Determining the S-genotypes of several sweet cherry cultivars based on PCR-RFLP analysis

Summary

Based on the cDNA sequences encoding sweet cherry self-incompatibility associated ribonucleases (S-RNases), a PCR-based S-allele typing system for sweet cherry cultivars has been recently developed. Using this technique, we determined S-genotypes of the three newly released Japanese cvs Kouka-Nishiki, Beni-Sayaka and Beni-Shuho and one British cv Merton Glory that was classified as a Universal Donor, which is able to be used as a pollen donor for all cultivars in pollen incompatibility groups I to XIII. Furthermore, we also determined the partial sequences of the S-RNase genes of ‘Rainier’ (S¹S⁴)‘ and ‘Sato-Nishiki (S³S⁶)’,which leads to the development of a more reliable S-allele identification method of PCR-RFLP for sweet cherry cultivars.

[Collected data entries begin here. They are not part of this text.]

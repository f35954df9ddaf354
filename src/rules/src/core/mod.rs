// Copyright © tabula 2024-present
//
// Licensed under the Apache License, Version 2.0 (the "License");
// you may not use this file except in compliance with the License.
// You may obtain a copy of the License at
//
//   https://www.apache.org/licenses/LICENSE-2.0
//
// Unless required by applicable law or agreed to in writing, software
// distributed under the License is distributed on an "AS IS" BASIS,
// WITHOUT WARRANTIES OR CONDITIONS OF ANY KIND, either express or implied.
// See the License for the specific language governing permissions and
// limitations under the License.

pub mod handle_action;
pub mod new_game;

Total DNA isolated from leaves of the four cultivars along with those from ten cultivars with known S-genotypes were PCR amplified with two sets of primers that were designed from DNA sequences encoding the signal peptide (Pru-T2) and two conserved domains (Pru-C2 and Pru-C4R) of sweet cherry S-RNases. By comparing the size of PCR products on agarose gel, the 5-genotypes of ‘Kouka-Nishiki’, ‘Beni-Sayaka’, ‘Beni-Shuho’ and ‘Merton Glory’ were suggested to be S¹S³, S¹S⁶, S⁴S⁶, and S⁴S⁶, respectively. Two of these three S-genotypes (S¹S⁶ and S⁴S⁶) were found for the first time. DNA sequencing of PCR products from S-alleles of ‘Rainier’ and ‘Sato-Nishiki’ revealed that Ban II, Nru I, Apa LI and Ava I sites, respectively, were unique in the S¹-, S³-, S⁴- and S⁶- sequences flanked by Pru-T2 and Pru-C4R primers. RFLP analysis of the PCR products using these enzymes confirmed that S¹-, S³-, S⁴- and S⁶-alleles of the four cultivars contained the respective restriction enzyme recognition sites.